C’est l’une des réussites du titre : chaque choix à l’échelle du conflit galactique aura son revers au niveau intime. Il arrive qu’une scène d’action monte en puissance, mette en scène un affrontement dantesque, parfois un drame foudroyant pour s’acheminer non vers un boss mais vers une discussion pendant lesquelles les personnages se réapproprient l’évènement. Galvanisés par leur réussite ou anéantis par le drame, ils accompagnent et prolongent l’émotion du joueur, investissant le grand spectacle de son enjeu tragique. Soulignons d’ailleurs l’excellence du doublage (surtout en V.O.), qui contribue à l’intensité dramatique des dialogues.

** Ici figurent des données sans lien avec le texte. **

//! Record identity.
//!
//! A record is identified by its concrete key (ancestor collection keys
//! joined with its id) plus a JSON map of field values. Ids embed two parts
//! separated by the first `-`: the child-node discriminator, and a suffix
//! whose leading character selects the id-shard bucket.

use serde::{Deserialize, Serialize};
use serde_json::{Map, Value};

use crate::error::{Result, StoreError};
use crate::keys::join_key;

#[derive(Debug, Clone, Serialize, Deserialize)]
pub struct Record {
    /// Concrete instance key, e.g. `/customers/0-h7d9x`.
    pub key: String,

    /// The record's id — the last segment of `key`.
    pub id: String,

    /// Field values.
    #[serde(default)]
    pub fields: Map<String, Value>,
}

impl Record {
    pub fn new(collection_key: &str, id: &str, fields: Map<String, Value>) -> Self {
        Self {
            key: join_key([collection_key, id]),
            id: id.to_string(),
            fields,
        }
    }

    /// A reference field value is "populated" when it holds an object with
    /// a non-empty `key`.
    pub fn reference_key(&self, field_name: &str) -> Option<&str> {
        self.fields
            .get(field_name)
            .and_then(|v| v.get("key"))
            .and_then(|k| k.as_str())
            .filter(|k| !k.is_empty())
    }
}

/// The discriminator part of an id: everything before the first `-`.
pub fn discriminator(record_id: &str) -> Result<&str> {
    match record_id.split_once('-') {
        Some((disc, suffix)) if !disc.is_empty() && !suffix.is_empty() => Ok(disc),
        _ => Err(StoreError::MalformedRecordId(record_id.to_string())),
    }
}

/// The shard-relevant character of an id: first character after the `-`.
pub fn shard_char(record_id: &str) -> Result<char> {
    match record_id.split_once('-') {
        Some((disc, suffix)) if !disc.is_empty() => suffix
            .chars()
            .next()
            .ok_or_else(|| StoreError::MalformedRecordId(record_id.to_string())),
        _ => Err(StoreError::MalformedRecordId(record_id.to_string())),
    }
}

#[cfg(test)]
mod tests {
    use super::*;
    use serde_json::json;

    #[test]
    fn test_id_parts() {
        assert_eq!(discriminator("0-h7d9x").unwrap(), "0");
        assert_eq!(shard_char("0-h7d9x").unwrap(), 'h');
        assert_eq!(discriminator("a-x7f3").unwrap(), "a");
        assert_eq!(shard_char("a-x7f3").unwrap(), 'x');
    }

    #[test]
    fn test_malformed_ids() {
        for id in ["nodash", "-suffix", "0-", ""] {
            assert!(matches!(
                discriminator(id).unwrap_err(),
                StoreError::MalformedRecordId(_)
            ));
        }
        assert!(shard_char("3-").is_err());
    }

    #[test]
    fn test_record_key_built_from_collection_and_id() {
        let record = Record::new("/customers", "0-abc", Map::new());
        assert_eq!(record.key, "/customers/0-abc");
        assert_eq!(record.id, "0-abc");
    }

    #[test]
    fn test_reference_key() {
        let mut fields = Map::new();
        fields.insert(
            "partner".to_string(),
            json!({"key": "/partners/0-p1", "value": "acme inc"}),
        );
        fields.insert("empty".to_string(), json!({"key": "", "value": ""}));
        fields.insert("surname".to_string(), json!("ledog"));
        let record = Record::new("/customers", "0-abc", fields);

        assert_eq!(record.reference_key("partner"), Some("/partners/0-p1"));
        assert_eq!(record.reference_key("empty"), None);
        assert_eq!(record.reference_key("surname"), None);
        assert_eq!(record.reference_key("missing"), None);
    }
}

Au delà de ces enjeux narratifs immédiats, la suite et fin du conflit contre Cerberus propose une conclusion passionnante à l’intrigue générale. On découvre les motivations de son mystérieux boss, l’Homme Trouble, qui ouvrent des perspectives à l’aune desquelles la série se redouble d’un sens nouveau. Sans rien vous spoiler de la dernière heure de jeu, disons juste qu’elle est à la hauteur des attentes : les visions d’apocalypses s’y succèdent dans une montée en puissance inéluctable, au terme d’une aventure qui dépasse allègrement les vingt heures de jeu. Pour finir sur l’importation de sauvegarde – fonctionnalité qui permet de tenir compte des choix effectués précédemment – nombre de joueurs sur console rencontreraient encore des problèmes et n’arriveraient pas à importer la tête de leur Shepard ; même si nous ne l’avons pas rencontré, il serait souhaitable qu’un correctif règle le problème à jamais. Quant aux nouveaux venus, on les invite à commencer la série par son début s’ils veulent profiter pleinement de cet épisode conclusif.

Conclusion

Porté par son système de dialogue, Mass Effect 3 est sans conteste l’épisode le plus sombre et le plus émouvant de la série. Saisissantes par leur ampleur, ses scènes de bataille se redoublent toujours d’une dimension intime qui peut, à chaque instant, virer au tragique et prendre le joueur aux tripes. Drame humain et séquences à grand spectacle avancent ainsi main dans la main, dans une aventure que le joueur s’approprie par ses choix. On pourra regretter que l’exploration soit réduite à une peau de chagrin ; c’est le plus gros revers d’une narration interactive qui se livre en éclats sombres et denses, convergeant vers un final poignant.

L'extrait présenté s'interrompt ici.